Tiny Core Linux
Tiny Core Extensions => TCE Bugs => Topic started by: jazzbiker on September 15, 2022, 11:17:11 AM
-
Greetings!
I'm currently at TC13 x86. For lua.tcz it appears:
tc@box:~$ time lua -e 'for i=1,1000000 do end'
real 0m 1.22s
user 0m 1.21s
sys 0m 0.00s
while using separately built lua 5.4.4 shows:
tc@box:~$ time /home/tc/lua/bin/lua -e 'for i=1,1000000 do end'
real 0m 0.07s
user 0m 0.03s
sys 0m 0.00s
In TC13 x86_64 lua-5.3.tcz shows faster time for the same script (smth around 0.05s at CPU clocked with almost the same speed)
Current lua.tcz is inherited from TC12 x86 and works in the same way (slowly). In TC10 x86 lua.tcz is 5.3.5 and is slow too.
The most surprising is that I've built Lua on TC13 x86 following http://tinycorelinux.net/12.x/x86/tcz/src/lua/compile_lua recipe and it works normally (fast).
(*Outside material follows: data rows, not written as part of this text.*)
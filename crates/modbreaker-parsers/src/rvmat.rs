// modbreaker-parsers/src/rvmat.rs
//! RVMAT material reader
//!
//! Materials reference their textures from `StageN` classes
//! (`texture = "mod\data\jacket_nohq.paa";`). Text materials are scanned
//! with a pattern; rapified ones go through the config decoder and every
//! class is walked.

use bytes::Bytes;
use once_cell::sync::Lazy;
use regex::Regex;
use serde::{Deserialize, Serialize};
use smallvec::SmallVec;
use tracing::{debug, trace};

use crate::config::rap::{self, RapClass};
use crate::config::text::decode_text;
use crate::config::ConfigOptions;
use crate::traits::{ParseOptions, ParseResult, Parser};

static TEXTURE_RE: Lazy<Regex> =
    Lazy::new(|| Regex::new(r#"(?i)\btexture\s*=\s*["']([^"'\r\n]+)["']"#).expect("texture pattern"));

static PIXEL_SHADER_RE: Lazy<Regex> =
    Lazy::new(|| Regex::new(r#"(?i)\bPixelShaderID\s*=\s*["']([^"'\r\n]+)["']"#).expect("shader pattern"));

/// Texture paths and shader of one material
#[derive(Debug, Clone, Default, PartialEq, Eq, Serialize, Deserialize)]
pub struct MaterialInfo {
    /// File textures in stage order; procedural `#(...)` sources are skipped
    pub textures: SmallVec<[String; 4]>,
    pub pixel_shader: Option<String>,
    pub rapified: bool,
}

/// Procedural textures such as `#(argb,8,8,3)color(1,1,1,1)` name no file
fn is_texture_file(value: &str) -> bool {
    let value = value.trim();
    !value.is_empty() && !value.starts_with('#')
}

fn push_texture(textures: &mut SmallVec<[String; 4]>, value: &str) {
    if is_texture_file(value) && !textures.iter().any(|t| t.eq_ignore_ascii_case(value.trim())) {
        textures.push(value.trim().to_string());
    }
}

fn collect(class: &RapClass, info: &mut MaterialInfo) {
    for (name, value) in class.properties.iter() {
        if name.eq_ignore_ascii_case("texture") {
            if let Some(path) = value.as_str() {
                push_texture(&mut info.textures, path);
            }
        } else if name.eq_ignore_ascii_case("PixelShaderID") && info.pixel_shader.is_none() {
            info.pixel_shader = value.as_str().map(str::to_string);
        }
    }
    for child in &class.children {
        collect(child, info);
    }
}

/// Read a material. Undecodable input yields an empty [`MaterialInfo`].
pub fn read_material(buffer: &[u8], options: &ConfigOptions) -> MaterialInfo {
    let mut info = MaterialInfo::default();

    if rap::is_rapified(buffer) {
        match rap::decode_with_budget(buffer, options.max_nesting_depth, options.max_entries) {
            Ok(root) => {
                info.rapified = true;
                collect(&root, &mut info);
                trace!(textures = info.textures.len(), "rapified material");
                return info;
            }
            Err(e) => debug!(error = %e, "rapified material failed; scanning as text"),
        }
    }

    let Some(decoded) = decode_text(buffer, options.max_replacement_ratio) else {
        return info;
    };

    for caps in TEXTURE_RE.captures_iter(&decoded.text) {
        push_texture(&mut info.textures, &caps[1]);
    }
    info.pixel_shader = PIXEL_SHADER_RE
        .captures(&decoded.text)
        .map(|caps| caps[1].to_string());

    trace!(textures = info.textures.len(), "text material");
    info
}

/// Parser for `.rvmat` files
#[derive(Debug, Clone, Copy, Default)]
pub struct RvmatParser;

impl RvmatParser {
    pub fn new() -> Self {
        Self
    }
}

impl Parser for RvmatParser {
    type Output = MaterialInfo;

    fn extensions(&self) -> &[&str] {
        &["rvmat"]
    }

    fn name(&self) -> &str {
        "RVMAT Material"
    }

    fn parse_with_options(&self, data: Bytes, options: &ParseOptions) -> ParseResult<Self::Output> {
        Ok(read_material(&data, &options.config))
    }
}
What's wrong with x86 lua.tcz?
Regards!
-
Can it be compiled with out and with in thread support ??
SMP :)
-
Can it be compiled with out and with in thread support ??
SMP :)
Lua is single-thread by design :)
-
just for self-information(and general interest):
https://www.lua.org/about.html
-
@gadget42
Thx for the link.
Don't know anything about lua. One only thing i know that some embedded systems uses lua.
I think about openwrt
But maybe there are some differences between the compilations.
Like using -o3 and maybe using clang... and maybe using more sophisticated options so gcc compile the code to use the simd instructions.
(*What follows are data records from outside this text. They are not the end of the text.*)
// modbreaker-vfs/src/lib.rs
//! ModBreaker Virtual File System
//!
//! One case-insensitive, `/`-separated view over a mod folder:
//! - PBO archives, mounted at their `prefix` property
//! - PBOs nested inside archives, one level deep
//! - loose files next to the archives, which override archive entries
//!
//! # Example
//! ```no_run
//! use modbreaker_vfs::VfsTree;
//! use modbreaker_parsers::ParseOptions;
//! use std::path::Path;
//!
//! let vfs = VfsTree::new();
//! let summary = vfs.mount_folder(Path::new("/path/to/@MyMod"), &ParseOptions::default()).unwrap();
//! println!("{} archives", summary.archives);
//!
//! if vfs.exists("\\mymod\\gear\\jacket.p3d") {
//!     let data = vfs.read_file("\\mymod\\gear\\jacket.p3d").unwrap();
//!     println!("{} bytes", data.len());
//! }
//! ```

pub mod mount;
pub mod node;
pub mod path;
pub mod search;
pub mod sidecar;
pub mod tree;

pub use mount::{ArchiveMount, FileIndex, FilesystemMount, MountError, MountPoint, MountResult};
pub use node::{NodeMetadata, NodeType, VfsNode};
pub use search::SearchQuery;
pub use sidecar::{merge_references, MatchQuality, SidecarKind, SidecarReference, SidecarResolver};
pub use tree::{MountSummary, VfsTree};

#[cfg(test)]
pub(crate) mod test_support {
    use bytes::Bytes;

    /// Uncompressed PBO with an optional `prefix` property
    pub fn stored_pbo(prefix: Option<&str>, files: &[(&str, &[u8])]) -> Bytes {
        let mut out = modbreaker_parsers::signature::PBO_MAGIC.to_vec();
        out.extend_from_slice(&[0u8; 16]);
        if let Some(prefix) = prefix {
            out.extend_from_slice(b"prefix\0");
            out.extend_from_slice(prefix.as_bytes());
            out.push(0);
        }
        out.push(0);
        for (name, data) in files {
            out.extend_from_slice(name.as_bytes());
            out.push(0);
            for field in [0u32, 0, 0, 0, data.len() as u32] {
                out.extend_from_slice(&field.to_le_bytes());
            }
        }
        out.extend_from_slice(&[0u8; 21]);
        for (_, data) in files {
            out.extend_from_slice(data);
        }
        Bytes::from(out)
    }

    /// DXT5 texture header with a single mipmap entry
    pub fn paa_header(width: u16, height: u16) -> Vec<u8> {
        let mut out = 0xFF05u16.to_le_bytes().to_vec();
        out.extend_from_slice(b"GGATSFFO");
        out.extend_from_slice(&64u32.to_le_bytes());
        for i in 0..16u32 {
            let offset: u32 = if i == 0 { 90 } else { 0 };
            out.extend_from_slice(&offset.to_le_bytes());
        }
        out.extend_from_slice(&0u16.to_le_bytes());
        out.extend_from_slice(&width.to_le_bytes());
        out.extend_from_slice(&height.to_le_bytes());
        out.extend_from_slice(&[8, 0, 0]);
        out.extend_from_slice(&[0u8; 8]);
        out
    }
}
There are lots of things we don't see as (app) users/programmer, behind the curtain.
How our C, C++ code being compiled to asm instructions.
And how that asm instructions being treated in the processor, with cache alignment and so on.
:)
-
Hi jazzbiker
... Current lua.tcz is inherited from TC12 x86 and works in the same way (slowly). In TC10 x86 lua.tcz is 5.3.5 and is slow too.
The most surprising is that I've built Lua on TC13 x86 following http://tinycorelinux.net/12.x/x86/tcz/src/lua/compile_lua recipe and it works normally (fast). ...
Run ldd on the slower versions of lua:
tc@E310:~$ ldd /usr/local/bin/lua
linux-gate.so.1 (0xb7f08000)
libm.so.6 => /lib/libm.so.6 (0xb7e38000)
libdl.so.2 => /lib/libdl.so.2 (0xb7e33000)
libreadline.so.7 => /usr/local/lib/libreadline.so.7 (0xb7df9000)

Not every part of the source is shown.